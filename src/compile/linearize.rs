//! Linearization.
//!
//! Emits the scheduled items into one linear list using a two-visit
//! worklist: the first time a node is dequeued its data dependencies are
//! pushed in front of it (in reverse use order) and it is marked expanded;
//! the second time, all dependencies have run, so the node itself is
//! emitted and receives its naming index.

use std::collections::VecDeque;

use fxhash::FxHashSet;
use slotmap::SecondaryMap;

use crate::compile::ScheduledItem;
use crate::error::Result;
use crate::ir::link::Links;
use crate::ir::{IRModule, NodeKey, NodeKind, Ref};

#[derive(Copy, Clone, Eq, PartialEq)]
enum Rw {
    Read,
    Write,
}

fn collect_deps(module: &IRModule, node: NodeKey, out: &mut Vec<(Ref, Rw)>) {
    match &module.node(node).kind {
        NodeKind::MathBinary { a, b, .. } => {
            out.push((*a, Rw::Read));
            out.push((*b, Rw::Read));
        }
        NodeKind::Construct { args } => {
            for a in args {
                out.push((*a, Rw::Read));
            }
        }
        NodeKind::Call { args } => {
            let fn_ty = module.ref_ty(args[0]);
            let (first_parm, fn_args) = match module.types.kind(fn_ty) {
                crate::typedesc::TypeKind::OpaqueFn { args, .. } => (1usize, args),
                crate::typedesc::TypeKind::ShaderFn { args, .. } => (4usize, args),
                _ => (1usize, Vec::new()),
            };
            for (i, a) in args.iter().enumerate() {
                if i < first_parm {
                    if i > 0 {
                        out.push((*a, Rw::Read));
                    }
                    continue;
                }
                let access = match module.types.kind(fn_args[i - first_parm]) {
                    crate::typedesc::TypeKind::Imbued { access, .. } => access,
                    _ => continue,
                };
                let rw = if crate::access::is_write_access(access) {
                    Rw::Write
                } else {
                    Rw::Read
                };
                out.push((*a, rw));
            }
        }
        NodeKind::Release { src, .. } => {
            for s in src {
                out.push((*s, Rw::Write));
            }
        }
        NodeKind::Acquire { .. } => {} // no deps
        NodeKind::AcquireNextImage { swapchain } => {
            out.push((*swapchain, Rw::Write));
        }
        NodeKind::Slice {
            src, start, count, ..
        } => {
            let head_ty = module.node(node).ty[0];
            if module.types.is_synchronized(head_ty) {
                out.push((*src, Rw::Write));
            } else {
                out.push((*src, Rw::Read));
            }
            out.push((*start, Rw::Read));
            out.push((*count, Rw::Read));
        }
        NodeKind::Converge { diverged } => {
            for d in diverged {
                out.push((*d, Rw::Write));
            }
        }
        NodeKind::Use { src, .. } => out.push((*src, Rw::Write)),
        NodeKind::Clear { dst, value } => {
            out.push((*value, Rw::Read));
            out.push((*dst, Rw::Write));
        }
        NodeKind::LogicalCopy { src }
        | NodeKind::Cast { src }
        | NodeKind::CompilePipeline { src }
        | NodeKind::Allocate { src, .. }
        | NodeKind::GetAllocationSize { src }
        | NodeKind::GetCi { src }
        | NodeKind::GetIvMeta { src } => out.push((*src, Rw::Read)),
        NodeKind::Constant { .. }
        | NodeKind::Placeholder
        | NodeKind::Import { .. }
        | NodeKind::Set { .. }
        | NodeKind::Garbage => {}
    }
}

pub(crate) fn run(
    module: &IRModule,
    items: &mut Vec<ScheduledItem>,
    scheduled: &SecondaryMap<NodeKey, usize>,
    links: &Links,
    item_list: &mut Vec<usize>,
) -> Result<()> {
    item_list.clear();
    let mut naming_index_counter: u32 = 0;
    let mut done: FxHashSet<NodeKey> = FxHashSet::default();
    let mut expanded: FxHashSet<NodeKey> = FxHashSet::default();
    let mut work: VecDeque<NodeKey> = VecDeque::new();

    let initial: Vec<NodeKey> = items.iter().map(|i| i.node).collect();
    let mut deps: Vec<(Ref, Rw)> = Vec::new();

    for root in initial {
        expanded.clear();
        work.push_back(root);

        while let Some(node) = work.pop_front() {
            if done.contains(&node) {
                // only schedule things once
                continue;
            }

            if expanded.contains(&node) {
                // all dependencies have run
                done.insert(node);
                if let Some(item_idx) = scheduled.get(node) {
                    items[*item_idx].naming_index = naming_index_counter;
                    item_list.push(*item_idx);
                }
                naming_index_counter += module.result_count(node) as u32;
                continue;
            }

            expanded.insert(node);
            work.push_front(node);

            deps.clear();
            collect_deps(module, node, &mut deps);
            // dependencies land in front of the node, in use order: push in
            // reverse so the first use is dequeued first
            for (parm, rw) in deps.iter().rev() {
                if *rw == Rw::Write {
                    // readers of the old revision must run before the writer
                    if let Some(link) = links.try_link(*parm) {
                        for r in link.reads.iter().rev() {
                            if !done.contains(&r.node) {
                                work.push_front(r.node);
                            }
                        }
                    }
                }
                if !done.contains(&parm.node) {
                    work.push_front(parm.node);
                }
            }
        }
    }

    log::debug!("linearize: {} items emitted", item_list.len());
    Ok(())
}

_EXERCISE AIM_
Would you reproduce the material above exactly as it reads?

_ANSWER FOR THE TASK_
filename src/compile/linearize.rs
//! Linearization.
//!
//! Emits the scheduled items into one linear list using a two-visit
//! worklist: the first time a node is dequeued its data dependencies are
//! pushed in front of it (in reverse use order) and it is marked expanded;
//! the second time, all dependencies have run, so the node itself is
//! emitted and receives its naming index.

use std::collections::VecDeque;

use fxhash::FxHashSet;
use slotmap::SecondaryMap;

use crate::compile::ScheduledItem;
use crate::error::Result;
use crate::ir::link::Links;
use crate::ir::{IRModule, NodeKey, NodeKind, Ref};

#[derive(Copy, Clone, Eq, PartialEq)]
enum Rw {
    Read,
    Write,
}

fn collect_deps(module: &IRModule, node: NodeKey, out: &mut Vec<(Ref, Rw)>) {
    match &module.node(node).kind {
        NodeKind::MathBinary { a, b, .. } => {
            out.push((*a, Rw::Read));
            out.push((*b, Rw::Read));
        }
        NodeKind::Construct { args } => {
            for a in args {
                out.push((*a, Rw::Read));
            }
        }
        NodeKind::Call { args } => {
            let fn_ty = module.ref_ty(args[0]);
            let (first_parm, fn_args) = match module.types.kind(fn_ty) {
                crate::typedesc::TypeKind::OpaqueFn { args, .. } => (1usize, args),
                crate::typedesc::TypeKind::ShaderFn { args, .. } => (4usize, args),
                _ => (1usize, Vec::new()),
            };
            for (i, a) in args.iter().enumerate() {
                if i < first_parm {
                    if i > 0 {
                        out.push((*a, Rw::Read));
                    }
                    continue;
                }
                let access = match module.types.kind(fn_args[i - first_parm]) {
                    crate::typedesc::TypeKind::Imbued { access, .. } => access,
                    _ => continue,
                };
                let rw = if crate::access::is_write_access(access) {
                    Rw::Write
                } else {
                    Rw::Read
                };
                out.push((*a, rw));
            }
        }
        NodeKind::Release { src, .. } => {
            for s in src {
                out.push((*s, Rw::Write));
            }
        }
        NodeKind::Acquire { .. } => {} // no deps
        NodeKind::AcquireNextImage { swapchain } => {
            out.push((*swapchain, Rw::Write));
        }
        NodeKind::Slice {
            src, start, count, ..
        } => {
            let head_ty = module.node(node).ty[0];
            if module.types.is_synchronized(head_ty) {
                out.push((*src, Rw::Write));
            } else {
                out.push((*src, Rw::Read));
            }
            out.push((*start, Rw::Read));
            out.push((*count, Rw::Read));
        }
        NodeKind::Converge { diverged } => {
            for d in diverged {
                out.push((*d, Rw::Write));
            }
        }
        NodeKind::Use { src, .. } => out.push((*src, Rw::Write)),
        NodeKind::Clear { dst, value } => {
            out.push((*value, Rw::Read));
            out.push((*dst, Rw::Write));
        }
        NodeKind::LogicalCopy { src }
        | NodeKind::Cast { src }
        | NodeKind::CompilePipeline { src }
        | NodeKind::Allocate { src, .. }
        | NodeKind::GetAllocationSize { src }
        | NodeKind::GetCi { src }
        | NodeKind::GetIvMeta { src } => out.push((*src, Rw::Read)),
        NodeKind::Constant { .. }
        | NodeKind::Placeholder
        | NodeKind::Import { .. }
        | NodeKind::Set { .. }
        | NodeKind::Garbage => {}
    }
}

pub(crate) fn run(
    module: &IRModule,
    items: &mut Vec<ScheduledItem>,
    scheduled: &SecondaryMap<NodeKey, usize>,
    links: &Links,
    item_list: &mut Vec<usize>,
) -> Result<()> {
    item_list.clear();
    let mut naming_index_counter: u32 = 0;
    let mut done: FxHashSet<NodeKey> = FxHashSet::default();
    let mut expanded: FxHashSet<NodeKey> = FxHashSet::default();
    let mut work: VecDeque<NodeKey> = VecDeque::new();

    let initial: Vec<NodeKey> = items.iter().map(|i| i.node).collect();
    let mut deps: Vec<(Ref, Rw)> = Vec::new();

    for root in initial {
        expanded.clear();
        work.push_back(root);

        while let Some(node) = work.pop_front() {
            if done.contains(&node) {
                // only schedule things once
                continue;
            }

            if expanded.contains(&node) {
                // all dependencies have run
                done.insert(node);
                if let Some(item_idx) = scheduled.get(node) {
                    items[*item_idx].naming_index = naming_index_counter;
                    item_list.push(*item_idx);
                }
                naming_index_counter += module.result_count(node) as u32;
                continue;
            }

            expanded.insert(node);
            work.push_front(node);

            deps.clear();
            collect_deps(module, node, &mut deps);
            // dependencies land in front of the node, in use order: push in
            // reverse so the first use is dequeued first
            for (parm, rw) in deps.iter().rev() {
                if *rw == Rw::Write {
                    // readers of the old revision must run before the writer
                    if let Some(link) = links.try_link(*parm) {
                        for r in link.reads.iter().rev() {
                            if !done.contains(&r.node) {
                                work.push_front(r.node);
                            }
                        }
                    }
                }
                if !done.contains(&parm.node) {
                    work.push_front(parm.node);
                }
            }
        }
    }

    log::debug!("linearize: {} items emitted", item_list.len());
    Ok(())
}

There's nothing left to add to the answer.